Let’s hear it for mother nature.  Let’s have a round of applause for the still spectacular events that one can and can not imagine, powered by earth, wind, fire and water – better than the movies and a thousand times more original.

I fly a lot.  In my life, I’ve flown a whole lot.  But today it feels like I’m flying.  Two weeks ago to Vegas:  nope.  Three weeks ago to New Orleans:  not so much.  But today, we boarded in daylight, and from my window seat watched a flamboyant twilight cloak the shoulders of strong men loading the plane, signaling the traffic, rolling into the distance now just orange directional lights waving around in some secret code language.  Now dusk.  Now a dramatic jet-powered take off down a run way through Los Anglees.  Buildings I recognize pulling away, a left turn passing families, volleyball nets and piers at the beach.  Over the glorious ocean slapping against the rocky, natural Pacific coast and into an alchemical California sunset – purple, orange, red – mother nature really knows how to make magick out of human pollution.  Let’s hear it for these sunsets.

I know some hippies.  But I’m not one.  We have deeply much in common, but my heart is macabre and wholly busy balancing the Light with the Dark (even the Light can become an empire when it tries to take over).  I’m not a hippie, but I feel like one when I lift the arnica homeopathic pellets to my lips cause I got a tweak in the neck from goosing at this sunset so hard and so long.  I’m a lot like a hippie, that’s for sure.  A cultured, macabre, heavy metal, genius hippie – give me that.  My carry on is packed with loose shilajit, MSM and chia seeds.  Self-capped turmeric, wild enzymes and fermented B12.  A script printed out on the back of a script I already read.  My MacBook, iPhone, iShuffle and iBrain working wirelessly as external lobes.  I mixed my own clove, cinnamon and vanilla essential oil vial today.  And if you asked, I’d say I’m opalizing currently, by wearing lots of opals near my skin and next I’m moving towards labradorite, of which I am palming a sphere.  I’m tonguing a Jupiter spagyric.  Happy Winter Solstice.  I’m not a hippie.
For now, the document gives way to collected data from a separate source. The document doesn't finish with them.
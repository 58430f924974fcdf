use crate::config::RegistryConfig;
use crate::error::RelayError;
use crate::room::directory::Listing;
use crate::room::room::Room;
use dashmap::DashMap;
use dashmap::mapref::entry::Entry;
use std::sync::Arc;
use tokio::sync::mpsc;
use tracing::{debug, error, info, warn};
use watchparty_core::{MemberId, RoomToken, SessionRole, SignalMessage};

/// Outgoing half of one accepted connection. Frames are already-encoded JSON text.
pub type MemberSender = mpsc::UnboundedSender<String>;

struct Connection {
    tx: MemberSender,
    room: Option<RoomToken>,
}

pub(crate) struct RegistryInner {
    pub(crate) config: RegistryConfig,
    connections: DashMap<MemberId, Connection>,
    pub(crate) rooms: DashMap<RoomToken, Room>,
    pub(crate) listings: DashMap<RoomToken, Listing>,
}

/// Connection-to-room bookkeeping of one relay process.
///
/// Lock order is `listings`, then `rooms`, then `connections`; no guard on a
/// later map is ever held while touching an earlier one.
#[derive(Clone)]
pub struct RoomRegistry {
    pub(crate) inner: Arc<RegistryInner>,
}

impl Default for RoomRegistry {
    fn default() -> Self {
        Self::new(RegistryConfig::default())
    }
}

impl RoomRegistry {
    pub fn new(config: RegistryConfig) -> Self {
        Self {
            inner: Arc::new(RegistryInner {
                config,
                connections: DashMap::new(),
                rooms: DashMap::new(),
                listings: DashMap::new(),
            }),
        }
    }

    /// Assigns a fresh identity to an accepted connection.
    pub fn register_connection(&self, tx: MemberSender) -> Result<MemberId, RelayError> {
        let attempts = self.inner.config.max_id_attempts.max(1);

        for _ in 0..attempts {
            let candidate = MemberId::generate(self.inner.config.member_id_len);
            match self.inner.connections.entry(candidate.clone()) {
                Entry::Vacant(slot) => {
                    slot.insert(Connection { tx, room: None });
                    return Ok(candidate);
                }
                Entry::Occupied(_) => {
                    warn!("Member identity collision on {}, drawing again", candidate);
                }
            }
        }

        Err(RelayError::IdentityExhausted { attempts })
    }

    /// Registers `member` in `room`, creating the room if needed.
    ///
    /// The newcomer receives `welcome`, then one `user-joined` per existing
    /// member; every existing member receives one `user-joined` for the newcomer.
    pub fn join(
        &self,
        member: &MemberId,
        room: &RoomToken,
        role: SessionRole,
    ) -> Result<Vec<MemberId>, RelayError> {
        {
            let mut conn = self
                .inner
                .connections
                .get_mut(member)
                .ok_or_else(|| RelayError::UnknownMember(member.clone()))?;
            if let Some(current) = &conn.room {
                return Err(RelayError::AlreadyJoined {
                    member: member.clone(),
                    room: current.clone(),
                });
            }
            conn.room = Some(room.clone());
        }

        let mut entry = self.inner.rooms.entry(room.clone()).or_insert_with(|| {
            info!("Creating new room: {}", room);
            Room::new()
        });
        let existing = entry.admit(member.clone(), role == SessionRole::Host);

        self.send_signal(
            member,
            &SignalMessage::Welcome {
                member_id: member.clone(),
            },
        );
        for other in &existing {
            self.send_signal(
                other,
                &SignalMessage::UserJoined {
                    remote_id: member.clone(),
                },
            );
            self.send_signal(
                member,
                &SignalMessage::UserJoined {
                    remote_id: other.clone(),
                },
            );
        }
        drop(entry);

        self.mark_live(room);
        info!(
            "Member {} joined room {} ({} already present)",
            member,
            room,
            existing.len()
        );
        Ok(existing)
    }

    /// Forwards `frame` unchanged to every other open member of the sender's room.
    /// Returns how many members it was handed to.
    pub fn relay(&self, sender: &MemberId, frame: &str) -> Result<usize, RelayError> {
        let room = self
            .inner
            .connections
            .get(sender)
            .ok_or_else(|| RelayError::UnknownMember(sender.clone()))?
            .room
            .clone()
            .ok_or_else(|| RelayError::NotInRoom(sender.clone()))?;

        let recipients = match self.inner.rooms.get(&room) {
            Some(entry) => entry.members(),
            None => return Err(RelayError::NotInRoom(sender.clone())),
        };

        let delivered = recipients
            .iter()
            .filter(|id| *id != sender)
            .filter(|id| self.send_raw(id, frame.to_owned()))
            .count();
        debug!("Relayed frame from {} to {} members", sender, delivered);
        Ok(delivered)
    }

    /// Drops `member`; deletes its room when it empties, otherwise tells the
    /// remaining members it left (and that the host left, if it was the host).
    pub fn disconnect(&self, member: &MemberId) {
        let Some((_, conn)) = self.inner.connections.remove(member) else {
            return;
        };
        let Some(room) = conn.room else {
            return;
        };

        let (emptied, was_host) = match self.inner.rooms.get_mut(&room) {
            Some(mut entry) => {
                let was_host = entry.release(member);
                if entry.is_empty() {
                    (true, was_host)
                } else {
                    for other in entry.members() {
                        self.send_signal(
                            &other,
                            &SignalMessage::UserLeft {
                                remote_id: member.clone(),
                            },
                        );
                        if was_host {
                            self.send_signal(
                                &other,
                                &SignalMessage::HostLeft {
                                    remote_id: member.clone(),
                                },
                            );
                        }
                    }
                    (false, was_host)
                }
            }
            None => (false, false),
        };

        let removed = emptied && self.inner.rooms.remove_if(&room, |_, r| r.is_empty()).is_some();
        if removed {
            info!("Room {} is empty, removing it", room);
        }
        if removed || was_host {
            self.delist(&room);
        }
    }

    /// Sorted member identities of `room`, or `None` if the room does not exist.
    pub fn room_members(&self, room: &RoomToken) -> Option<Vec<MemberId>> {
        self.inner.rooms.get(room).map(|entry| entry.members())
    }

    pub fn room_host(&self, room: &RoomToken) -> Option<MemberId> {
        self.inner
            .rooms
            .get(room)
            .and_then(|entry| entry.host().cloned())
    }

    pub fn contains_room(&self, room: &RoomToken) -> bool {
        self.inner.rooms.contains_key(room)
    }

    pub fn room_count(&self) -> usize {
        self.inner.rooms.len()
    }

    pub fn connection_count(&self) -> usize {
        self.inner.connections.len()
    }

    fn send_signal(&self, member: &MemberId, msg: &SignalMessage) {
        match msg.to_json() {
            Ok(json) => {
                if !self.send_raw(member, json) {
                    debug!("Skipped {} for closed member {}", msg.action(), member);
                }
            }
            Err(e) => error!("Failed to serialize signal message: {}", e),
        }
    }

    fn send_raw(&self, member: &MemberId, frame: String) -> bool {
        match self.inner.connections.get(member) {
            Some(conn) => conn.tx.send(frame).is_ok(),
            None => false,
        }
    }
}
use std::sync::Arc;
use std::time::{Duration, Instant};
use tokio::sync::mpsc;
use tracing::Level;
use watchparty_core::{IceCandidate, MemberId, SessionDescription, SignalMessage};
use watchparty_peer::{
    NegotiationPhase, SessionEvent, SessionEvents, SessionHandle, spawn_session,
};

use super::mock_capture::MockCapture;
use super::mock_signaling::MockSignalingOutput;
use super::mock_transport::MockTransportFactory;

/// Timeout for a session to react to one input (ms).
pub const EVENT_TIMEOUT_MS: u64 = 2000;

pub fn init_tracing() {
    let _ = tracing_subscriber::fmt()
        .with_max_level(Level::DEBUG)
        .with_test_writer()
        .try_init();
}

/// A session wired to mocks, with the relay side under test control.
pub struct TestSession {
    pub local: MemberId,
    pub handle: SessionHandle,
    pub events: SessionEvents,
    pub relay: mpsc::UnboundedSender<SignalMessage>,
    pub signaling: MockSignalingOutput,
    pub factory: MockTransportFactory,
    pub capture: MockCapture,
}

/// Starts a session and delivers its `welcome` as `local`.
pub async fn start_session(local: &str) -> TestSession {
    start_session_with(local, MockTransportFactory::new()).await
}

pub async fn start_session_with(local: &str, factory: MockTransportFactory) -> TestSession {
    let (signaling, _signal_rx) = MockSignalingOutput::new();
    let capture = MockCapture::new();
    let (relay, inbound) = mpsc::unbounded_channel();
    let (handle, events) = spawn_session(
        Arc::new(signaling.clone()),
        Arc::new(factory.clone()),
        Some(Arc::new(capture.clone())),
        inbound,
    );

    let mut session = TestSession {
        local: MemberId::from(local),
        handle,
        events,
        relay,
        signaling,
        factory,
        capture,
    };
    session.deliver(SignalMessage::Welcome {
        member_id: session.local.clone(),
    });
    session
        .wait_for_event(|e| matches!(e, SessionEvent::Joined { .. }))
        .await
        .expect("session never joined");
    session
}

pub fn candidate(line: &str) -> IceCandidate {
    IceCandidate {
        candidate: line.to_owned(),
        sdp_mid: Some("0".to_owned()),
        sdp_m_line_index: Some(0),
        username_fragment: None,
    }
}

impl TestSession {
    pub fn deliver(&self, msg: SignalMessage) {
        self.relay.send(msg).expect("session loop is gone");
    }

    pub fn user_joined(&self, remote: &str) {
        self.deliver(SignalMessage::UserJoined {
            remote_id: MemberId::from(remote),
        });
    }

    pub fn user_left(&self, remote: &str) {
        self.deliver(SignalMessage::UserLeft {
            remote_id: MemberId::from(remote),
        });
    }

    pub fn offer_from(&self, remote: &str) {
        self.deliver(SignalMessage::Offer {
            target_id: self.local.clone(),
            sender_id: MemberId::from(remote),
            offer: SessionDescription::offer(format!("v=0 offer from {}", remote)),
        });
    }

    pub fn answer_from(&self, remote: &str) {
        self.deliver(SignalMessage::Answer {
            target_id: self.local.clone(),
            sender_id: MemberId::from(remote),
            answer: SessionDescription::answer(format!("v=0 answer from {}", remote)),
        });
    }

    pub fn candidate_from(&self, remote: &str, line: &str) {
        self.deliver(SignalMessage::IceCandidate {
            target_id: self.local.clone(),
            sender_id: MemberId::from(remote),
            candidate: candidate(line),
        });
    }

    /// Next event matching `pred`, skipping others.
    pub async fn wait_for_event(
        &mut self,
        mut pred: impl FnMut(&SessionEvent) -> bool,
    ) -> Option<SessionEvent> {
        let deadline = Duration::from_millis(EVENT_TIMEOUT_MS);
        tokio::time::timeout(deadline, async {
            while let Some(event) = self.events.recv().await {
                if pred(&event) {
                    return Some(event);
                }
            }
            None
        })
        .await
        .ok()
        .flatten()
    }

    pub async fn wait_for_phase(&mut self, remote: &str, phase: NegotiationPhase) -> bool {
        let remote = MemberId::from(remote);
        self.wait_for_event(|e| {
            matches!(e, SessionEvent::PeerPhase { remote: r, phase: p } if *r == remote && *p == phase)
        })
        .await
        .is_some()
    }

    pub fn phase_of(&self, remote: &str) -> Option<NegotiationPhase> {
        self.handle.peers().get(&MemberId::from(remote)).copied()
    }
}

/// Poll `check` until it holds or `timeout_ms` passes.
pub async fn wait_until(timeout_ms: u64, mut check: impl FnMut() -> bool) -> bool {
    let deadline = Instant::now() + Duration::from_millis(timeout_ms);
    while Instant::now() < deadline {
        if check() {
            return true;
        }
        tokio::time::sleep(Duration::from_millis(10)).await;
    }
    check()
}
Like a radical roller coaster ride, only a thousand times more massive, this plane accelerates into a turn and my window points almost directly up in a sky lit by a sun saying a magnificent farewell.  I feel like I’m flying this time.  This loop around quickly takes me over Los Angeles and I love how strangely calm it looks as I send good byes to the palm trees.  The city sprawls until it’s arrested definitively at the base of our first and sudden mountain.  Snow covered peeks, glowing gold ilke the pot at the end of the – this is beauty.  This is alchemy.  Mother nature does it again.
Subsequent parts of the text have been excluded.